Beberapa scene (baca sin) telah kami selesaikan. Canda kami pun melebar setelah Suhud melakukan transfer data dari dua kamera shooting dan satu kamera foto ke dalam laptop Risna yang kami gunakan sebagai storage data. Kami bercanda tentang Singapura yang dimuat di Harian Kompas sebagai negara yang penduduknya paling tidak bahagia di dunia ini. Kami juga disuguhi dengan peristiwa nasi bungkus Ayu yang tidak ada lauknya padahal Risna dan Ayu sendiri yang pergi membeli ransum untuk makan siang kami hari ini.Bukan hanya sampai pada kasus nasi bungkus Ayu, kami bahkan berdiskusi tentang Thomas A. Edison, teori evolusi Darwin. Irwan sampai pada ide mendirikan perguruan tinggi alternatif di Antang. Diskusi tentang teori teori ini bermula dari Irwan yang menanyakan banyak hal. Irwan memang semakin pandai bertanya. Katanya, itu karena ia sudah makan ikan goreng pada santap siang kami.

Tak terasa, Waktu telah menunjuk pukul 15 kurang 5 menit. Kami lalu bergegas ke Sanggar Kegiatan Warga (SKW) Yapta-U untuk melanjutkan shooting dengan Makmur. Sebagai pelaksana program kerjasama Yapta-U, LPA Sulsel dan ILO IPEC, Makmur menjelaskan banyak beragam program (silahkan nonton nanti filmnya) yang dilakukan sebagai upaya untuk menghapuskan BPTA di TPAS Antang.

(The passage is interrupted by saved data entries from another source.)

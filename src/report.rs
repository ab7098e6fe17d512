//! JSON report of a fit
//!
//! The `transform` field is the serialized [`ImageryTransform`] and can be
//! loaded back with `serde_json`.

use serde::Serialize;

use crate::gcp::{GeoPoint, GroundControlPoint, PixelPoint};
use crate::genetic::GeneticFit;
use crate::geodesy::GeodesicDistance;
use crate::residual::{ErrorMetrics, PointResidual};
use crate::transform::ImageryTransform;

#[derive(Debug, Clone, Copy, PartialEq, Eq, Serialize)]
#[serde(rename_all = "kebab-case")]
pub enum Solver {
    LeastSquares,
    Genetic,
}

#[derive(Debug, Clone, Serialize)]
pub struct ResidualEntry {
    pub gcp: GroundControlPoint,
    /// False when the prediction left the valid lon/lat range
    pub in_range: bool,
    #[serde(flatten)]
    pub residual: Option<PointResidual>,
}

#[derive(Debug, Clone, Serialize)]
pub struct ProbeEntry {
    pub pixel: PixelPoint,
    pub geo: GeoPoint,
    /// `geo` mapped back through geo → pixel
    pub round_trip: PixelPoint,
}

#[derive(Debug, Clone, Serialize)]
pub struct FitReport {
    pub solver: Solver,
    pub fingerprint: String,
    pub metrics: ErrorMetrics,
    pub transform: ImageryTransform,
    pub residuals: Vec<ResidualEntry>,
    pub probes: Vec<ProbeEntry>,
    #[serde(skip_serializing_if = "Option::is_none")]
    pub genetic: Option<GeneticFit>,
}

impl FitReport {
    pub fn new(
        transform: &ImageryTransform,
        solver: Solver,
        probes: &[PixelPoint],
        geodesic: &dyn GeodesicDistance,
    ) -> Self {
        let residuals = transform
            .gcps()
            .iter()
            .zip(transform.residuals(geodesic))
            .map(|(gcp, residual)| ResidualEntry {
                gcp: *gcp,
                in_range: residual.is_some(),
                residual,
            })
            .collect();

        let geos = transform.pixels_to_geo(probes);
        let round_trips = transform.geos_to_pixel(&geos);
        let probes = probes
            .iter()
            .zip(geos)
            .zip(round_trips)
            .map(|((&pixel, geo), round_trip)| ProbeEntry {
                pixel,
                geo,
                round_trip,
            })
            .collect();

        Self {
            solver,
            fingerprint: transform.fingerprint(),
            metrics: *transform.metrics(),
            transform: transform.clone(),
            residuals,
            probes,
            genetic: None,
        }
    }

    pub fn with_genetic(mut self, fit: GeneticFit) -> Self {
        self.genetic = Some(fit);
        self
    }

    pub fn to_json(&self) -> serde_json::Result<String> {
        serde_json::to_string_pretty(self)
    }
}
//! Shared transform that can be refitted while readers keep using it

use std::sync::atomic::{AtomicU64, Ordering};
use std::sync::Arc;

use parking_lot::{Mutex, RwLock};
use tracing::{debug, info};

use crate::error::{Result, TransformError};
use crate::factory::TransformFactory;
use crate::gcp::{GeoPoint, GroundControlPoint, PixelPoint};
use crate::polynomial::Order;
use crate::transform::ImageryTransform;

/// Current transform plus a serialized refit path.
///
/// Readers clone an `Arc` under a short read lock, so a refit never blocks
/// evaluation for longer than the pointer swap.
pub struct LiveTransform {
    factory: TransformFactory,
    current: RwLock<Option<Arc<ImageryTransform>>>,
    /// Held for the whole fit so concurrent refits run one at a time
    fit_lock: Mutex<()>,
    /// Bumped under `fit_lock`, readable without it
    revision: AtomicU64,
}

impl LiveTransform {
    pub fn new(factory: TransformFactory) -> Self {
        Self {
            factory,
            current: RwLock::new(None),
            fit_lock: Mutex::new(()),
            revision: AtomicU64::new(0),
        }
    }

    /// Fit from `gcps` and publish the result.
    ///
    /// If no order can be fitted the previous transform stays current and
    /// `Ok(None)` is returned.
    pub fn refit(
        &self,
        gcps: &[GroundControlPoint],
        requested: Order,
    ) -> Result<Option<Arc<ImageryTransform>>> {
        let _guard = self.fit_lock.lock();

        let Some(transform) = self.factory.create_highest_feasible(gcps, requested)? else {
            debug!(
                "Refit produced no transform, keeping revision {}",
                self.revision.load(Ordering::SeqCst)
            );
            return Ok(None);
        };

        let transform = Arc::new(transform);
        *self.current.write() = Some(transform.clone());
        let revision = self.revision.fetch_add(1, Ordering::SeqCst) + 1;
        info!(
            "Published transform revision {} (order {}, rmse {:.3} m)",
            revision,
            transform.order(),
            transform.rmse_meters()
        );
        Ok(Some(transform))
    }

    pub fn snapshot(&self) -> Result<Arc<ImageryTransform>> {
        self.current.read().clone().ok_or(TransformError::NotFitted)
    }

    /// Number of transforms published by [`refit`](Self::refit)
    pub fn revision(&self) -> u64 {
        self.revision.load(Ordering::SeqCst)
    }

    pub fn pixel_to_geo(&self, x: f64, y: f64) -> Result<GeoPoint> {
        Ok(self.snapshot()?.pixel_to_geo(x, y))
    }

    pub fn geo_to_pixel(&self, lon: f64, lat: f64) -> Result<PixelPoint> {
        Ok(self.snapshot()?.geo_to_pixel(lon, lat))
    }
}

Usai shooting di Taman Baca Pabbata (bagian dari SKW Yapta-U), kami menuju ke bukit sampah tempat sampah-sampah warga Kota Makassar di tumpah. Bagi saya tempat ini tidak asing karena saya memang sudah beberapa kali masuk ke tempat ini. Hanya, baru kali ini saya masuk usai hujan menderas. Jalan sungguh berlumpur, mobil boks pengangkut sampah berlalu lalang, buldoser meraung meratakan sampah yang ditumpah dari truk yang datang silih berganti, belasan pemulung "mengganco" sampah-sampah yang bernilai ekonomi, di antara pemulung itu masih ada anak-anak. Sungguh, disini saya kembali disuguhi pemandangan yang ironi. Sebahagian rakyat negeri yang kaya raya ini menggantungkan hidup dari sampah. Bahkan dengan mata telanjang saya melihat ada pemulung yang memungut beberapa bungkus mentega kadaluarsa yang telah dibuang untuk dibawah pulang ke rumah guna memenuhi kebutuhan hidup keluarganya.

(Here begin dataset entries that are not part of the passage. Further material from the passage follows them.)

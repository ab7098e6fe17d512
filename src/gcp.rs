//! Ground control points and their canonical ordering

use serde::{Deserialize, Serialize};
use std::cmp::Ordering;

use crate::error::{Result, TransformError};

/// A known pairing of an image position with a geographic position
#[derive(Debug, Clone, Copy, Serialize, Deserialize, PartialEq)]
pub struct GroundControlPoint {
    /// Pixel sample (column)
    pub pixel_x: f64,
    /// Pixel line (row)
    pub pixel_y: f64,
    /// Longitude in degrees
    pub lon: f64,
    /// Latitude in degrees
    pub lat: f64,
}

impl GroundControlPoint {
    pub fn new(pixel_x: f64, pixel_y: f64, lon: f64, lat: f64) -> Self {
        Self {
            pixel_x,
            pixel_y,
            lon,
            lat,
        }
    }

    pub fn pixel(&self) -> PixelPoint {
        PixelPoint::new(self.pixel_x, self.pixel_y)
    }

    pub fn geo(&self) -> GeoPoint {
        GeoPoint::new(self.lon, self.lat)
    }

    fn is_finite(&self) -> bool {
        self.pixel_x.is_finite()
            && self.pixel_y.is_finite()
            && self.lon.is_finite()
            && self.lat.is_finite()
    }

    /// Canonical order: latitude, longitude, pixel line, pixel sample
    pub fn canonical_cmp(&self, other: &Self) -> Ordering {
        self.lat
            .total_cmp(&other.lat)
            .then_with(|| self.lon.total_cmp(&other.lon))
            .then_with(|| self.pixel_y.total_cmp(&other.pixel_y))
            .then_with(|| self.pixel_x.total_cmp(&other.pixel_x))
    }
}

/// A position in image space
#[derive(Debug, Clone, Copy, Serialize, Deserialize, PartialEq)]
pub struct PixelPoint {
    pub x: f64,
    pub y: f64,
}

impl PixelPoint {
    pub fn new(x: f64, y: f64) -> Self {
        Self { x, y }
    }
}

/// A position in geographic space, degrees
#[derive(Debug, Clone, Copy, Serialize, Deserialize, PartialEq)]
pub struct GeoPoint {
    pub lon: f64,
    pub lat: f64,
}

impl GeoPoint {
    pub fn new(lon: f64, lat: f64) -> Self {
        Self { lon, lat }
    }

    /// Whether the point lies within lon [-180, 180] and lat [-90, 90]
    pub fn in_range(&self) -> bool {
        (-180.0..=180.0).contains(&self.lon) && (-90.0..=90.0).contains(&self.lat)
    }
}

/// Sorted, deduplicated copy of `points`.
///
/// Repeated fits over the same set of points see them in the same order no
/// matter how the caller supplied them.
pub fn canonicalize(points: &[GroundControlPoint]) -> Result<Vec<GroundControlPoint>> {
    if let Some(index) = points.iter().position(|p| !p.is_finite()) {
        return Err(TransformError::InvalidPoint { index });
    }

    let mut sorted = points.to_vec();
    sorted.sort_by(GroundControlPoint::canonical_cmp);
    sorted.dedup_by(|a, b| a.canonical_cmp(b) == Ordering::Equal);

    if sorted.len() < points.len() {
        tracing::debug!(
            "Dropped {} duplicate ground control points",
            points.len() - sorted.len()
        );
    }

    Ok(sorted)
}

#[cfg(test)]
mod tests {
    use super::*;

    #[test]
    fn test_canonical_order() {
        let points = vec![
            GroundControlPoint::new(5.0, 0.0, 10.0, 2.0),
            GroundControlPoint::new(1.0, 0.0, 10.0, 1.0),
            GroundControlPoint::new(9.0, 4.0, 5.0, 1.0),
            GroundControlPoint::new(3.0, 4.0, 5.0, 1.0),
            GroundControlPoint::new(3.0, 2.0, 5.0, 1.0),
        ];

        let sorted = canonicalize(&points).unwrap();
        let pixels: Vec<(f64, f64)> = sorted.iter().map(|p| (p.pixel_x, p.pixel_y)).collect();
        assert_eq!(
            pixels,
            vec![(3.0, 2.0), (3.0, 4.0), (9.0, 4.0), (1.0, 0.0), (5.0, 0.0)]
        );
    }

    #[test]
    fn test_duplicates_removed() {
        let p = GroundControlPoint::new(1.0, 2.0, 3.0, 4.0);
        let q = GroundControlPoint::new(1.0, 2.0, 3.0, 5.0);
        let sorted = canonicalize(&[p, q, p, p]).unwrap();
        assert_eq!(sorted, vec![p, q]);
    }

    #[test]
    fn test_input_order_irrelevant() {
        let a = GroundControlPoint::new(0.0, 0.0, 1.0, 1.0);
        let b = GroundControlPoint::new(1.0, 0.0, 2.0, 1.0);
        let c = GroundControlPoint::new(0.0, 1.0, 1.0, 2.0);
        assert_eq!(
            canonicalize(&[a, b, c]).unwrap(),
            canonicalize(&[c, a, b]).unwrap()
        );
    }

    #[test]
    fn test_non_finite_rejected() {
        let points = [
            GroundControlPoint::new(0.0, 0.0, 1.0, 1.0),
            GroundControlPoint::new(f64::NAN, 0.0, 1.0, 1.0),
        ];
        assert_eq!(
            canonicalize(&points),
            Err(TransformError::InvalidPoint { index: 1 })
        );
    }

    #[test]
    fn test_geo_range() {
        assert!(GeoPoint::new(180.0, -90.0).in_range());
        assert!(!GeoPoint::new(180.5, 0.0).in_range());
        assert!(!GeoPoint::new(0.0, f64::NAN).in_range());
    }
}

Sungguh, hanya Allah yang Maha Kaya. Di balik rahmanNYA yang dilimpahkan ke negeri ini berupa kekayaan alam yang melimpah ruah, sebahagian rakyat negeri ini justru hidup sengsara dengan segala keterbatasan. Sementara di sisi lainnya, para pejabat negera dan politisi merasa bangga menjadi koruptor. Semoga Allah memafkan dosa-dosa kami.

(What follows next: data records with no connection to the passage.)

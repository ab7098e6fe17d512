//! Scoring of first-order candidates against control points

use serde::{Deserialize, Serialize};

use crate::gcp::{GeoPoint, GroundControlPoint};
use crate::geodesy::GeodesicDistance;

/// Geographic axis a first-order candidate predicts
#[derive(Debug, Clone, Copy, PartialEq, Eq, Serialize, Deserialize)]
#[serde(rename_all = "lowercase")]
pub enum Axis {
    Lon,
    Lat,
}

impl std::fmt::Display for Axis {
    fn fmt(&self, f: &mut std::fmt::Formatter<'_>) -> std::fmt::Result {
        match self {
            Axis::Lon => write!(f, "lon"),
            Axis::Lat => write!(f, "lat"),
        }
    }
}

/// Scores `[c0, c1, c2]` in `c0 + c1*x + c2*y` against the control points.
///
/// The candidate supplies one axis and the control point's own value fills
/// the other, so only that axis contributes to the distance. The score is
/// `sqrt(mean(meters))`, lower is better. NaN predictions score NaN and
/// predictions outside the valid lon/lat range score `f64::MAX`.
pub struct FitnessFunction<'a> {
    axis: Axis,
    gcps: &'a [GroundControlPoint],
    geodesic: &'a dyn GeodesicDistance,
}

impl<'a> FitnessFunction<'a> {
    pub fn new(axis: Axis, gcps: &'a [GroundControlPoint], geodesic: &'a dyn GeodesicDistance) -> Self {
        Self { axis, gcps, geodesic }
    }

    pub fn axis(&self) -> Axis {
        self.axis
    }

    pub fn evaluate(&self, coefficients: &[f64; 3]) -> f64 {
        if self.gcps.is_empty() {
            return f64::MAX;
        }

        let mut sum_meters = 0.0;
        for gcp in self.gcps {
            let value =
                coefficients[0] + coefficients[1] * gcp.pixel_x + coefficients[2] * gcp.pixel_y;
            if value.is_nan() {
                return f64::NAN;
            }

            let predicted = match self.axis {
                Axis::Lon => GeoPoint::new(value, gcp.lat),
                Axis::Lat => GeoPoint::new(gcp.lon, value),
            };
            if !predicted.in_range() {
                return f64::MAX;
            }

            sum_meters += self
                .geodesic
                .distance_meters(gcp.lat, gcp.lon, predicted.lat, predicted.lon);
        }

        (sum_meters / self.gcps.len() as f64).sqrt()
    }
}

#[cfg(test)]
mod tests {
    use super::*;
    use crate::geodesy::Haversine;

    fn gcps() -> Vec<GroundControlPoint> {
        [(0.0, 0.0), (100.0, 0.0), (0.0, 100.0), (80.0, 60.0)]
            .iter()
            .map(|&(x, y)| GroundControlPoint::new(x, y, 10.0 + 0.01 * x, 20.0 - 0.02 * y))
            .collect()
    }

    #[test]
    fn test_exact_coefficients_score_zero() {
        let points = gcps();
        let geodesic = Haversine::default();

        let lon = FitnessFunction::new(Axis::Lon, &points, &geodesic);
        assert!(lon.evaluate(&[10.0, 0.01, 0.0]) < 1e-3);

        let lat = FitnessFunction::new(Axis::Lat, &points, &geodesic);
        assert!(lat.evaluate(&[20.0, 0.0, -0.02]) < 1e-3);
    }

    #[test]
    fn test_worse_coefficients_score_higher() {
        let points = gcps();
        let geodesic = Haversine::default();
        let lon = FitnessFunction::new(Axis::Lon, &points, &geodesic);

        let near = lon.evaluate(&[10.001, 0.01, 0.0]);
        let far = lon.evaluate(&[10.1, 0.01, 0.0]);
        assert!(near > 0.0);
        assert!(far > near);
    }

    #[test]
    fn test_invalid_predictions() {
        let points = gcps();
        let geodesic = Haversine::default();
        let lat = FitnessFunction::new(Axis::Lat, &points, &geodesic);

        assert_eq!(lat.evaluate(&[95.0, 0.0, 0.0]), f64::MAX);
        assert!(lat.evaluate(&[f64::NAN, 0.0, 0.0]).is_nan());

        // Out of range for lat, fine for lon
        let lon = FitnessFunction::new(Axis::Lon, &points, &geodesic);
        assert!(lon.evaluate(&[95.0, 0.0, 0.0]) < f64::MAX);
    }
}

Masih banyak yang hendak saya kisahkan disini tapi saya harus berhenti karena saya harus menelpon Kak Rasyid (Abdul Rasyid Idris) dan Kak Nanna (Rusnawati Idris). Dua orang, suami istri, yang sudah kami anggap sebagai kakak kami ini telah mengundang kami untuk menikmati hidangan "songkolo" hitam hari Rabu besok (25 Desember) di rumahnya di Bulurokeng. Semoga songkolo hitam, esok, bisa meredam sedikit gejolak sensitifitas saya tentang negeri ironi ini.